For the first time, researchers have managed to catch a squid using its inking abilities to baffle prey it intends to catch on video. This is a unique action that a squid can take to get the upper hand against its prey, but it has never actually been recorded before.
In the video demonstration, the squid in the recording is a Japanese Pygmy Squid and is seen inking shrimp as a part of its ambush.
During the study to learn more about the behavior of the Japanese Pygmy Squid, a grand total of 54 specimens were taken into captivity in 2014 and have been intermittently recorded with a camera since then.
Over the lapse of time, the team was able to catch the squids using ink as a means to ambush their prey a grand total of 17 times.

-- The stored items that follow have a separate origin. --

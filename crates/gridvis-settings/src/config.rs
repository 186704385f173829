//! Configuration file for gridvis
//!
//! Supports JSON and TOML, chosen by file extension, stored by default in the
//! platform config directory. Configuration is organized into sections:
//! - Window settings (size, Y orientation, centering)
//! - Grid settings (scale, unit, colors)
//! - Axes settings

use crate::error::{ConfigError, ConfigResult, SettingsError, SettingsResult};
use gridvis_core::constants::{
    DEFAULT_SCALE_FACTOR, DEFAULT_UNIT_PX, DEFAULT_WINDOW_HEIGHT, DEFAULT_WINDOW_WIDTH,
};
use gridvis_core::{Color, YPreference};
use serde::{Deserialize, Serialize};
use std::path::{Path, PathBuf};
use tracing::{debug, info};

/// File name used under the platform config directory.
pub const CONFIG_FILE_NAME: &str = "config.toml";

const APP_DIR_NAME: &str = "gridvis";

#[derive(Debug, Clone, Copy, PartialEq, Eq)]
enum Format {
    Json,
    Toml,
}

impl Format {
    fn of(path: &Path) -> ConfigResult<Self> {
        match path.extension().and_then(|ext| ext.to_str()) {
            Some("json") => Ok(Self::Json),
            Some("toml") => Ok(Self::Toml),
            other => Err(ConfigError::UnsupportedFormat(
                other.unwrap_or("<none>").to_string(),
            )),
        }
    }
}

/// Window settings
#[derive(Debug, Clone, PartialEq, Serialize, Deserialize)]
#[serde(default)]
pub struct WindowSettings {
    /// Content width in pixels
    pub width: u32,
    /// Content height in pixels
    pub height: u32,
    /// Whether increasing Y moves up or down on screen
    pub y_axis: YPreference,
    /// Put the grid origin at the window center
    pub centered: bool,
}

impl Default for WindowSettings {
    fn default() -> Self {
        Self {
            width: DEFAULT_WINDOW_WIDTH,
            height: DEFAULT_WINDOW_HEIGHT,
            y_axis: YPreference::Up,
            centered: true,
        }
    }
}

/// Grid settings
#[derive(Debug, Clone, PartialEq, Serialize, Deserialize)]
#[serde(default)]
pub struct GridSettings {
    pub scale_factor: f64,
    /// Pixels per grid unit before scaling
    pub unit: i32,
    pub default_object_color: Color,
    pub background_color: Color,
}

impl Default for GridSettings {
    fn default() -> Self {
        Self {
            scale_factor: DEFAULT_SCALE_FACTOR,
            unit: DEFAULT_UNIT_PX,
            default_object_color: Color::DARK_GRAY,
            background_color: Color::PANEL_BACKGROUND,
        }
    }
}

/// Axes settings
#[derive(Debug, Clone, PartialEq, Serialize, Deserialize)]
#[serde(default)]
pub struct AxesSettings {
    pub visible: bool,
    pub color: Color,
}

impl Default for AxesSettings {
    fn default() -> Self {
        Self {
            visible: false,
            color: Color::BLACK,
        }
    }
}

/// Complete application configuration
#[derive(Debug, Clone, Default, PartialEq, Serialize, Deserialize)]
#[serde(default)]
pub struct Config {
    pub window: WindowSettings,
    pub grid: GridSettings,
    pub axes: AxesSettings,
}

impl Config {
    /// Create new configuration with defaults
    pub fn new() -> Self {
        Self::default()
    }

    /// `<platform config dir>/gridvis/config.toml`
    pub fn default_path() -> SettingsResult<PathBuf> {
        dirs::config_dir()
            .map(|dir| dir.join(APP_DIR_NAME).join(CONFIG_FILE_NAME))
            .ok_or_else(|| {
                SettingsError::ConfigDirectory("no config directory on this platform".to_string())
            })
    }

    /// Load configuration from file (JSON or TOML)
    pub fn load_from_file(path: &Path) -> SettingsResult<Self> {
        let format = Format::of(path)?;
        let content = std::fs::read_to_string(path).map_err(|e| SettingsError::LoadError {
            path: path.display().to_string(),
            reason: e.to_string(),
        })?;

        let config: Self = match format {
            Format::Json => serde_json::from_str(&content)?,
            Format::Toml => toml::from_str(&content)?,
        };

        config.validate()?;
        debug!("Loaded configuration from {}", path.display());
        Ok(config)
    }

    /// Load `path` if it exists, otherwise return defaults.
    pub fn load_or_default(path: &Path) -> SettingsResult<Self> {
        if path.exists() {
            Self::load_from_file(path)
        } else {
            debug!("No configuration at {}, using defaults", path.display());
            Ok(Self::default())
        }
    }

    /// Save configuration to file (JSON or TOML), creating parent directories
    pub fn save_to_file(&self, path: &Path) -> SettingsResult<()> {
        self.validate()?;

        let content = match Format::of(path)? {
            Format::Json => serde_json::to_string_pretty(self)?,
            Format::Toml => toml::to_string_pretty(self)?,
        };

        if let Some(parent) = path.parent().filter(|p| !p.as_os_str().is_empty()) {
            std::fs::create_dir_all(parent)?;
        }
        std::fs::write(path, content).map_err(|e| SettingsError::SaveError {
            path: path.display().to_string(),
            reason: e.to_string(),
        })?;

        info!("Saved configuration to {}", path.display());
        Ok(())
    }

    /// Validate configuration
    pub fn validate(&self) -> ConfigResult<()> {
        if self.window.width == 0 {
            return Err(ConfigError::out_of_range("window.width", self.window.width));
        }
        if self.window.height == 0 {
            return Err(ConfigError::out_of_range(
                "window.height",
                self.window.height,
            ));
        }
        if !(self.grid.scale_factor.is_finite() && self.grid.scale_factor > 0.0) {
            return Err(ConfigError::out_of_range(
                "grid.scale_factor",
                self.grid.scale_factor,
            ));
        }
        if self.grid.unit <= 0 {
            return Err(ConfigError::out_of_range("grid.unit", self.grid.unit));
        }
        Ok(())
    }
}

#[cfg(test)]
mod tests {
    use super::*;
    use tempfile::TempDir;

    #[test]
    fn test_defaults_match_session_defaults() {
        let config = Config::new();
        assert_eq!(config.window.width, 730);
        assert_eq!(config.window.height, 470);
        assert_eq!(config.window.y_axis, YPreference::Up);
        assert!(config.window.centered);
        assert_eq!(config.grid.scale_factor, 1.0);
        assert_eq!(config.grid.unit, 10);
        assert!(!config.axes.visible);
        assert!(config.validate().is_ok());
    }

    #[test]
    fn test_toml_round_trip() {
        let dir = TempDir::new().unwrap();
        let path = dir.path().join("config.toml");

        let mut config = Config::default();
        config.window.y_axis = YPreference::Down;
        config.grid.unit = 25;
        config.axes.visible = true;
        config.axes.color = Color::RED;
        config.save_to_file(&path).unwrap();

        assert_eq!(Config::load_from_file(&path).unwrap(), config);
    }

    #[test]
    fn test_json_round_trip() {
        let dir = TempDir::new().unwrap();
        let path = dir.path().join("nested").join("config.json");

        let mut config = Config::default();
        config.grid.scale_factor = 2.5;
        config.grid.background_color = Color::WHITE;
        config.save_to_file(&path).unwrap();

        assert_eq!(Config::load_from_file(&path).unwrap(), config);
    }

    #[test]
    fn test_partial_toml_fills_defaults() {
        let dir = TempDir::new().unwrap();
        let path = dir.path().join("config.toml");
        std::fs::write(
            &path,
            "[grid]\nunit = 5\ndefault_object_color = \"#ff8000\"\n\n[axes]\nvisible = true\n",
        )
        .unwrap();

        let config = Config::load_from_file(&path).unwrap();
        assert_eq!(config.grid.unit, 5);
        assert_eq!(config.grid.default_object_color, Color::from_rgb(255, 128, 0));
        assert_eq!(config.grid.scale_factor, 1.0);
        assert!(config.axes.visible);
        assert_eq!(config.window, WindowSettings::default());
    }

    #[test]
    fn test_invalid_values_rejected() {
        let mut config = Config::default();
        config.grid.unit = 0;
        assert_eq!(
            config.validate(),
            Err(ConfigError::out_of_range("grid.unit", 0))
        );

        let mut config = Config::default();
        config.grid.scale_factor = -1.0;
        assert!(config.validate().is_err());

        let mut config = Config::default();
        config.window.height = 0;
        assert!(config.validate().is_err());
    }

    #[test]
    fn test_invalid_file_rejected_on_load() {
        let dir = TempDir::new().unwrap();
        let path = dir.path().join("config.toml");
        std::fs::write(&path, "[window]\nwidth = 0\n").unwrap();

        let err = Config::load_from_file(&path).unwrap_err();
        assert!(matches!(err, SettingsError::Config(_)));
    }

    #[test]
    fn test_bad_color_rejected() {
        let dir = TempDir::new().unwrap();
        let path = dir.path().join("config.json");
        std::fs::write(&path, r#"{"axes": {"color": "red"}}"#).unwrap();

        assert!(matches!(
            Config::load_from_file(&path),
            Err(SettingsError::JsonError(_))
        ));
    }

    #[test]
    fn test_unsupported_extension() {
        let dir = TempDir::new().unwrap();
        let path = dir.path().join("config.yaml");
        let err = Config::default().save_to_file(&path).unwrap_err();
        assert!(matches!(
            err,
            SettingsError::Config(ConfigError::UnsupportedFormat(_))
        ));
    }

    #[test]
    fn test_load_or_default_missing_file() {
        let dir = TempDir::new().unwrap();
        let config = Config::load_or_default(&dir.path().join("absent.toml")).unwrap();
        assert_eq!(config, Config::default());
    }

    #[test]
    fn test_default_path_file_name() {
        if let Ok(path) = Config::default_path() {
            assert!(path.ends_with("gridvis/config.toml"));
        }
    }
}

It’s a unique course of action taken by the squids because they’re typically known to use this ability to help shield themselves from predators by using the inky smokescreen as a quick getaway.
“This is the first report that cephalopods use ink for predation,” says Noriyosi Sato of Aberystwyth University, UK. “This means they use ink as a tool, and it is a concrete example that squid have intelligence.”
More interestingly, the squids used various approach tactics while using their ink to get close enough to their prey to devour it.
The squids may have opted to use the ink to baffle their prey instead because they could sense no threats and felt like the top dog while in captivity, although the fact that it’s the first reported observance of this occurring shows that the squids are consciously aware of their abilities and will use it whenever they see necessary.
Additional research on this behavior may help shed some light on why exactly the Japanese Pygmy Squids acted this way – a behavior not known to be very common.